* WORK REQUEST:
All of the data is to be set down again without any alteration.

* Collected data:
━━━━━━━━
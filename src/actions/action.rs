//! # Actions dispatched through the store.
//!
//! An [`Action`] is an application event: a `kind` string, a JSON payload and
//! [`Meta`] data. Actions produced through a scoped creator carry the identity
//! of the emitting module in `meta.module`; actions built directly carry none
//! and are invisible to scoped reducers and scoped subscriptions.
//!
//! ## Example
//! ```rust
//! use modtree::Action;
//! use serde_json::json;
//!
//! let action = Action::new("todo/add")
//!     .with_payload(json!({ "title": "write docs" }))
//!     .with_meta("source", json!("keyboard"));
//!
//! assert_eq!(&*action.kind, "todo/add");
//! assert!(action.module().is_none());
//! ```

use std::collections::BTreeMap;
use std::fmt;
use std::sync::Arc;

use serde_json::{Map, Value};

use crate::identity::ModuleId;

/// Kind of the action used to ask reducers for their initial state.
pub const INIT_KIND: &str = "@@modtree/INIT";

/// Metadata attached to an [`Action`].
#[derive(Clone, Debug, Default, PartialEq)]
pub struct Meta {
    /// Identity of the module whose scoped creator produced the action.
    pub module: Option<ModuleId>,
    /// Also deliver to the own reducers of the emitter's descendants.
    pub broadcast: bool,
    /// Free-form metadata set by the action creator.
    pub extra: Map<String, Value>,
}

/// Application event routed through the store.
#[derive(Clone, Debug, PartialEq)]
pub struct Action {
    /// Event type name.
    pub kind: Arc<str>,
    /// Event payload (`Value::Null` when absent).
    pub payload: Value,
    /// Routing and free-form metadata.
    pub meta: Meta,
}

impl Action {
    /// Creates an untagged action with a null payload.
    pub fn new(kind: impl Into<Arc<str>>) -> Self {
        Self {
            kind: kind.into(),
            payload: Value::Null,
            meta: Meta::default(),
        }
    }

    /// The action reducers receive when asked for their initial state.
    pub fn init() -> Self {
        Self::new(INIT_KIND)
    }

    /// Attaches a payload.
    #[inline]
    pub fn with_payload(mut self, payload: impl Into<Value>) -> Self {
        self.payload = payload.into();
        self
    }

    /// Attaches one free-form metadata entry.
    #[inline]
    pub fn with_meta(mut self, key: impl Into<String>, value: impl Into<Value>) -> Self {
        self.meta.extra.insert(key.into(), value.into());
        self
    }

    /// Marks the action for downward delivery to descendants' own reducers.
    #[inline]
    pub fn broadcast(mut self) -> Self {
        self.meta.broadcast = true;
        self
    }

    /// Tags the action with the emitting module's identity, replacing any previous tag.
    #[inline]
    pub fn tagged(mut self, module: ModuleId) -> Self {
        self.meta.module = Some(module);
        self
    }

    /// Identity of the emitting module, if the action is tagged.
    #[inline]
    pub fn module(&self) -> Option<ModuleId> {
        self.meta.module
    }

    /// True if the action's kind equals `kind`.
    #[inline]
    pub fn is(&self, kind: &str) -> bool {
        &*self.kind == kind
    }
}

/// A function producing an action from a payload.
pub type ActionCreator = Arc<dyn Fn(Value) -> Action + Send + Sync>;

/// Named set of action creators.
#[derive(Clone, Default)]
pub struct ActionCreators {
    creators: BTreeMap<String, ActionCreator>,
}

impl ActionCreators {
    /// Creates an empty set.
    pub fn new() -> Self {
        Self::default()
    }

    /// Adds (or replaces) a creator and returns the set, builder style.
    pub fn with<F>(mut self, name: impl Into<String>, creator: F) -> Self
    where
        F: Fn(Value) -> Action + Send + Sync + 'static,
    {
        self.insert(name, Arc::new(creator));
        self
    }

    /// Adds (or replaces) a creator.
    pub fn insert(&mut self, name: impl Into<String>, creator: ActionCreator) {
        self.creators.insert(name.into(), creator);
    }

    /// Returns the creator registered under `name`.
    pub fn get(&self, name: &str) -> Option<&ActionCreator> {
        self.creators.get(name)
    }

    /// Invokes the creator registered under `name`.
    pub fn create(&self, name: &str, payload: impl Into<Value>) -> Option<Action> {
        self.creators.get(name).map(|c| c(payload.into()))
    }

    /// Iterates creators in name order.
    pub fn iter(&self) -> impl Iterator<Item = (&str, &ActionCreator)> {
        self.creators.iter().map(|(k, v)| (k.as_str(), v))
    }

    /// Number of creators.
    pub fn len(&self) -> usize {
        self.creators.len()
    }

    /// True if there are no creators.
    pub fn is_empty(&self) -> bool {
        self.creators.is_empty()
    }
}

impl fmt::Debug for ActionCreators {
    fn fmt(&self, f: &mut fmt::Formatter<'_>) -> fmt::Result {
        f.debug_set().entries(self.creators.keys()).finish()
    }
}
━━━━━━━━
* EXERCISE ANSWER:
filename src/actions/action.rs
//! # Actions dispatched through the store.
//!
//! An [`Action`] is an application event: a `kind` string, a JSON payload and
//! [`Meta`] data. Actions produced through a scoped creator carry the identity
//! of the emitting module in `meta.module`; actions built directly carry none
//! and are invisible to scoped reducers and scoped subscriptions.
//!
//! ## Example
//! ```rust
//! use modtree::Action;
//! use serde_json::json;
//!
//! let action = Action::new("todo/add")
//!     .with_payload(json!({ "title": "write docs" }))
//!     .with_meta("source", json!("keyboard"));
//!
//! assert_eq!(&*action.kind, "todo/add");
//! assert!(action.module().is_none());
//! ```

use std::collections::BTreeMap;
use std::fmt;
use std::sync::Arc;

use serde_json::{Map, Value};

use crate::identity::ModuleId;

/// Kind of the action used to ask reducers for their initial state.
pub const INIT_KIND: &str = "@@modtree/INIT";

/// Metadata attached to an [`Action`].
#[derive(Clone, Debug, Default, PartialEq)]
pub struct Meta {
    /// Identity of the module whose scoped creator produced the action.
    pub module: Option<ModuleId>,
    /// Also deliver to the own reducers of the emitter's descendants.
    pub broadcast: bool,
    /// Free-form metadata set by the action creator.
    pub extra: Map<String, Value>,
}

/// Application event routed through the store.
#[derive(Clone, Debug, PartialEq)]
pub struct Action {
    /// Event type name.
    pub kind: Arc<str>,
    /// Event payload (`Value::Null` when absent).
    pub payload: Value,
    /// Routing and free-form metadata.
    pub meta: Meta,
}

impl Action {
    /// Creates an untagged action with a null payload.
    pub fn new(kind: impl Into<Arc<str>>) -> Self {
        Self {
            kind: kind.into(),
            payload: Value::Null,
            meta: Meta::default(),
        }
    }

    /// The action reducers receive when asked for their initial state.
    pub fn init() -> Self {
        Self::new(INIT_KIND)
    }

    /// Attaches a payload.
    #[inline]
    pub fn with_payload(mut self, payload: impl Into<Value>) -> Self {
        self.payload = payload.into();
        self
    }

    /// Attaches one free-form metadata entry.
    #[inline]
    pub fn with_meta(mut self, key: impl Into<String>, value: impl Into<Value>) -> Self {
        self.meta.extra.insert(key.into(), value.into());
        self
    }

    /// Marks the action for downward delivery to descendants' own reducers.
    #[inline]
    pub fn broadcast(mut self) -> Self {
        self.meta.broadcast = true;
        self
    }

    /// Tags the action with the emitting module's identity, replacing any previous tag.
    #[inline]
    pub fn tagged(mut self, module: ModuleId) -> Self {
        self.meta.module = Some(module);
        self
    }

    /// Identity of the emitting module, if the action is tagged.
    #[inline]
    pub fn module(&self) -> Option<ModuleId> {
        self.meta.module
    }

    /// True if the action's kind equals `kind`.
    #[inline]
    pub fn is(&self, kind: &str) -> bool {
        &*self.kind == kind
    }
}

/// A function producing an action from a payload.
pub type ActionCreator = Arc<dyn Fn(Value) -> Action + Send + Sync>;

/// Named set of action creators.
#[derive(Clone, Default)]
pub struct ActionCreators {
    creators: BTreeMap<String, ActionCreator>,
}

impl ActionCreators {
    /// Creates an empty set.
    pub fn new() -> Self {
        Self::default()
    }

    /// Adds (or replaces) a creator and returns the set, builder style.
    pub fn with<F>(mut self, name: impl Into<String>, creator: F) -> Self
    where
        F: Fn(Value) -> Action + Send + Sync + 'static,
    {
        self.insert(name, Arc::new(creator));
        self
    }

    /// Adds (or replaces) a creator.
    pub fn insert(&mut self, name: impl Into<String>, creator: ActionCreator) {
        self.creators.insert(name.into(), creator);
    }

    /// Returns the creator registered under `name`.
    pub fn get(&self, name: &str) -> Option<&ActionCreator> {
        self.creators.get(name)
    }

    /// Invokes the creator registered under `name`.
    pub fn create(&self, name: &str, payload: impl Into<Value>) -> Option<Action> {
        self.creators.get(name).map(|c| c(payload.into()))
    }

    /// Iterates creators in name order.
    pub fn iter(&self) -> impl Iterator<Item = (&str, &ActionCreator)> {
        self.creators.iter().map(|(k, v)| (k.as_str(), v))
    }

    /// Number of creators.
    pub fn len(&self) -> usize {
        self.creators.len()
    }

    /// True if there are no creators.
    pub fn is_empty(&self) -> bool {
        self.creators.is_empty()
    }
}

impl fmt::Debug for ActionCreators {
    fn fmt(&self, f: &mut fmt::Formatter<'_>) -> fmt::Result {
        f.debug_set().entries(self.creators.keys()).finish()
    }
}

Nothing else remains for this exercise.